● **Exercise details**: Search the records for lines that contain the word "Uuid". Copy them all.

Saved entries

────────────────────

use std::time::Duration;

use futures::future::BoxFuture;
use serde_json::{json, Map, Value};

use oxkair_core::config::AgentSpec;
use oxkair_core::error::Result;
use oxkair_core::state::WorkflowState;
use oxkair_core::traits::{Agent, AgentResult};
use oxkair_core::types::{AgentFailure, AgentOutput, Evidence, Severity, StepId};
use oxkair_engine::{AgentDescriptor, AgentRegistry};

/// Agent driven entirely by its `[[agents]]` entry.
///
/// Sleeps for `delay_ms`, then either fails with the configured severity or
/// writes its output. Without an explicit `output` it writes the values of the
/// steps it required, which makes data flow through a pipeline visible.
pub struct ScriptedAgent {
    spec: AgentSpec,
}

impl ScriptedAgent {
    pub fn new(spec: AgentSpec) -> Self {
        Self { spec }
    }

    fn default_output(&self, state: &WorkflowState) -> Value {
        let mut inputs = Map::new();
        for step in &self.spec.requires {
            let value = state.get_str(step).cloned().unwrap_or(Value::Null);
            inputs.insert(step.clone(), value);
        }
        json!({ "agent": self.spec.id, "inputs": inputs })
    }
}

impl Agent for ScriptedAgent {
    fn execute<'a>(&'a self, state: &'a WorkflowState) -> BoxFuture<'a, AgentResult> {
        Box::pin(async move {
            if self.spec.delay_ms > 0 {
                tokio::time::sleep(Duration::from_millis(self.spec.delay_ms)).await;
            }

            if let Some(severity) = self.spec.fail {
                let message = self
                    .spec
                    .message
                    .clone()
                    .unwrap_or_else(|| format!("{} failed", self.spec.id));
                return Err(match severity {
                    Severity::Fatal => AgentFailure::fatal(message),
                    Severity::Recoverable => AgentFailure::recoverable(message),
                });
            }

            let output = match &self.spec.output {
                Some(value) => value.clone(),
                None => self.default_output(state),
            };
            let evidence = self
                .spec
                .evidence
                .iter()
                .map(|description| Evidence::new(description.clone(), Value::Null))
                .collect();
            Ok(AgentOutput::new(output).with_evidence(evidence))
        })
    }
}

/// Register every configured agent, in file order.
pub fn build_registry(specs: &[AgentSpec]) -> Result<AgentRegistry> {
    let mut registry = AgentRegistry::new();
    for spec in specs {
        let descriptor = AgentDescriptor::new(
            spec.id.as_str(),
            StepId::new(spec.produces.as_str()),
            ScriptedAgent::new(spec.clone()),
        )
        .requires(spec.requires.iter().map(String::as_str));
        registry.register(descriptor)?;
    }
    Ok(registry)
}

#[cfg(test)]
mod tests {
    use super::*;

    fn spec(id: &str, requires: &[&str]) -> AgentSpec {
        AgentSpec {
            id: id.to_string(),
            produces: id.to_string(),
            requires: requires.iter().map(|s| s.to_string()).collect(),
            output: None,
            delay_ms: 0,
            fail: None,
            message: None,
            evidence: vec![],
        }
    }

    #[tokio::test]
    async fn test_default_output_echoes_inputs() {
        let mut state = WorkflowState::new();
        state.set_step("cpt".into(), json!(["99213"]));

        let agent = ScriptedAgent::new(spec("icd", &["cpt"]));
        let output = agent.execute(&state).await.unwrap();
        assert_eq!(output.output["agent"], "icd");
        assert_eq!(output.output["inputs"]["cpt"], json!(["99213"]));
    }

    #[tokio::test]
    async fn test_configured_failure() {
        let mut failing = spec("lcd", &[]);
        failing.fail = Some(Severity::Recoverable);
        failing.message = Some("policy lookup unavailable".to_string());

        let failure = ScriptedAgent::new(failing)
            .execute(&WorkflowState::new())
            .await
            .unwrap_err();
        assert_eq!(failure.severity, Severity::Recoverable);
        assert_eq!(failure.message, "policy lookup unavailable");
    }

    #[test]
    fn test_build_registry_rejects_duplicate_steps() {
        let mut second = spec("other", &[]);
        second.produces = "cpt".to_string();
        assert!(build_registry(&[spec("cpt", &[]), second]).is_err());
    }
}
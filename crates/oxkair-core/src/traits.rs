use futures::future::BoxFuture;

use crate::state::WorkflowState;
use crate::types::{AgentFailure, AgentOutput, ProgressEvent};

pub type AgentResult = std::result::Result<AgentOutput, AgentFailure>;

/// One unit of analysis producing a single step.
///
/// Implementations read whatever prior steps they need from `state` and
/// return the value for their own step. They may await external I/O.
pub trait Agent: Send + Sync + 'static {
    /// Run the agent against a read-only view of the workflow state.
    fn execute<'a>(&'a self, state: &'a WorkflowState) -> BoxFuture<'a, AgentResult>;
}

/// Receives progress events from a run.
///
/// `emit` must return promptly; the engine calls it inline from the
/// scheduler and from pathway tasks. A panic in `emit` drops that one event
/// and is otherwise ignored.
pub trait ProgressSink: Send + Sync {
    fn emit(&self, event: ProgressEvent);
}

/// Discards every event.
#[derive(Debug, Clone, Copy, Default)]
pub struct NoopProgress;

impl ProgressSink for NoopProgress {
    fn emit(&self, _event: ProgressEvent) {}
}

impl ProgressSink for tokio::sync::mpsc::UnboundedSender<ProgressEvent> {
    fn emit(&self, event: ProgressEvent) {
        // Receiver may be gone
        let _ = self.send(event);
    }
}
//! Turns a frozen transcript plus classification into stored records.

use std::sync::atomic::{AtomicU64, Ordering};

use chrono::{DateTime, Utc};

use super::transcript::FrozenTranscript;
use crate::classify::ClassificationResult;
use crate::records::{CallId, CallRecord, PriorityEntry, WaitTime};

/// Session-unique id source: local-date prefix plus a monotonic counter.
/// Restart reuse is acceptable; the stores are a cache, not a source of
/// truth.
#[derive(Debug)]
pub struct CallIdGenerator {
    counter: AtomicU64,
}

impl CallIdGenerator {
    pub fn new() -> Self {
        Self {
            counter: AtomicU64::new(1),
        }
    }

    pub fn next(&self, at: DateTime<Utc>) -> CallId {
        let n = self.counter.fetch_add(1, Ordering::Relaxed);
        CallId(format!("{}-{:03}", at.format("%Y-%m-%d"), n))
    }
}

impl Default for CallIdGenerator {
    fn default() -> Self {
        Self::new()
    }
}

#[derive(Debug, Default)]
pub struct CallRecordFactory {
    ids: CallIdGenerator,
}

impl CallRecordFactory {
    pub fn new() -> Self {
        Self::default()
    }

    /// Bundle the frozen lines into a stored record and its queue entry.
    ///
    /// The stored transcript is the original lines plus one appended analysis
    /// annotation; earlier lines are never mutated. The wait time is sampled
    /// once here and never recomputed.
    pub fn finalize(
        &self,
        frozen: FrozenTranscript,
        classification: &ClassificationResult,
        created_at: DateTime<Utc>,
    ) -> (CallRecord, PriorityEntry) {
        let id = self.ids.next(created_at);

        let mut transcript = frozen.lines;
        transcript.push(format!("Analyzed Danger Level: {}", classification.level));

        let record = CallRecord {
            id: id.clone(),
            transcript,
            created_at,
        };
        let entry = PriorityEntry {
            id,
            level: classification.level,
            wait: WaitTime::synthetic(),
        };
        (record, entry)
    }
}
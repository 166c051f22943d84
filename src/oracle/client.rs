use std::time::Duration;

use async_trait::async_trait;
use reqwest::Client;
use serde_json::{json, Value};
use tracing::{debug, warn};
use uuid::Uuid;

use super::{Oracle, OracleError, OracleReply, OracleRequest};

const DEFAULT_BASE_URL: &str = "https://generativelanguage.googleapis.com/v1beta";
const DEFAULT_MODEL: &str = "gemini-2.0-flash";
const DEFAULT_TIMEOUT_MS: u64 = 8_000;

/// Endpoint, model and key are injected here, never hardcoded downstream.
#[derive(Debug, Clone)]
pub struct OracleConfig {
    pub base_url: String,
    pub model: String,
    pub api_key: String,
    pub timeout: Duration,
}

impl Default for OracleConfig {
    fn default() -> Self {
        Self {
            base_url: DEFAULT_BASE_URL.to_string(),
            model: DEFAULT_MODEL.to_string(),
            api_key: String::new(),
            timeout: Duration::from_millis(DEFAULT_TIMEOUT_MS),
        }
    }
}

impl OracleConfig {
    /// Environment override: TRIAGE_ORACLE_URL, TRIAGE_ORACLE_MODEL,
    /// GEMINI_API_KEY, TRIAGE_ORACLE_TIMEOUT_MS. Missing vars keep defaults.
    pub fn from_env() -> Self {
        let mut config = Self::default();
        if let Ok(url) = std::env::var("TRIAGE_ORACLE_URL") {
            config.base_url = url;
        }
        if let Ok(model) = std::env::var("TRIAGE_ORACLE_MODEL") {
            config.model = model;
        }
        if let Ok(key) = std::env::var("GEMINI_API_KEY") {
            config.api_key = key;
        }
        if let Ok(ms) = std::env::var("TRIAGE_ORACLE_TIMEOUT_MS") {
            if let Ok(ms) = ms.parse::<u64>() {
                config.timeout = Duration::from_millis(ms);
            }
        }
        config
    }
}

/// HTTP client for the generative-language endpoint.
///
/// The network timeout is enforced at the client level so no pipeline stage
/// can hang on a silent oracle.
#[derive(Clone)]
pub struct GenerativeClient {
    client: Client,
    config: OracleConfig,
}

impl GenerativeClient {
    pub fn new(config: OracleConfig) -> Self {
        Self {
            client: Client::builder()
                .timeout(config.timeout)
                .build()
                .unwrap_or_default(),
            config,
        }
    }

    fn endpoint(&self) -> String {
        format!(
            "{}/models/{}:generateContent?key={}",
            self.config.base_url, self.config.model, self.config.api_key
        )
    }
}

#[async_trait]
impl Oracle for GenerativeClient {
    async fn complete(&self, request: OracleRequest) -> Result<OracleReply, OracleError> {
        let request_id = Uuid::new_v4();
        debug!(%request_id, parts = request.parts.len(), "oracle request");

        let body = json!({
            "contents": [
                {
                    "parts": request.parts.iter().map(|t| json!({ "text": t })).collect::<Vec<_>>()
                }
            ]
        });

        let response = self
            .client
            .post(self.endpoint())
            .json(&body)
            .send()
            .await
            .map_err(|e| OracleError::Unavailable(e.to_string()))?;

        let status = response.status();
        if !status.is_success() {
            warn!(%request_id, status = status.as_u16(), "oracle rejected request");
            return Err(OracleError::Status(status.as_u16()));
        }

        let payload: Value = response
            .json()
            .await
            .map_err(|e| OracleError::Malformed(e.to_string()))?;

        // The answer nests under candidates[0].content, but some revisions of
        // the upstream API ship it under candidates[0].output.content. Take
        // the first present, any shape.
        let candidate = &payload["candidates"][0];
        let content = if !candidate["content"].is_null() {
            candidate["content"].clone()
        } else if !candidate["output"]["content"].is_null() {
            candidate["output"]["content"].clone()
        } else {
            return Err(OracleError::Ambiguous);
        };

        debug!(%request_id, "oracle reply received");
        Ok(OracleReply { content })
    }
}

────────────────────

● **Output below**:
use uuid::Uuid;
        let request_id = Uuid::new_v4();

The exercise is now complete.